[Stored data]
use super::entities::Invoice;
use super::value_objects::{InvoiceNumber, ValueObjectError};

/// Next invoice number for `year`, given the invoices that exist now.
///
/// Without deletions this is the count of the year's invoices plus one. The
/// highest sequence already in use also bounds it from below, so a number
/// that still belongs to a surviving invoice is never handed out again.
pub fn next_invoice_number(
  existing: &[Invoice],
  year: i32,
) -> Result<InvoiceNumber, ValueObjectError> {
  let of_year = existing.iter().filter(|inv| inv.issue_year() == year);

  let (count, highest) = of_year.fold((0u32, 0u32), |(count, highest), inv| {
    let seq = if inv.number.year() == year {
      inv.number.sequence()
    } else {
      0
    };
    (count + 1, highest.max(seq))
  });

  InvoiceNumber::new(year, count.max(highest) + 1)
}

**Goal of the exercise**
Extract all the entries word for word.

**Task result**
use super::entities::Invoice;
use super::value_objects::{InvoiceNumber, ValueObjectError};

/// Next invoice number for `year`, given the invoices that exist now.
///
/// Without deletions this is the count of the year's invoices plus one. The
/// highest sequence already in use also bounds it from below, so a number
/// that still belongs to a surviving invoice is never handed out again.
pub fn next_invoice_number(
  existing: &[Invoice],
  year: i32,
) -> Result<InvoiceNumber, ValueObjectError> {
  let of_year = existing.iter().filter(|inv| inv.issue_year() == year);

  let (count, highest) = of_year.fold((0u32, 0u32), |(count, highest), inv| {
    let seq = if inv.number.year() == year {
      inv.number.sequence()
    } else {
      0
    };
    (count + 1, highest.max(seq))
  });

  InvoiceNumber::new(year, count.max(highest) + 1)
}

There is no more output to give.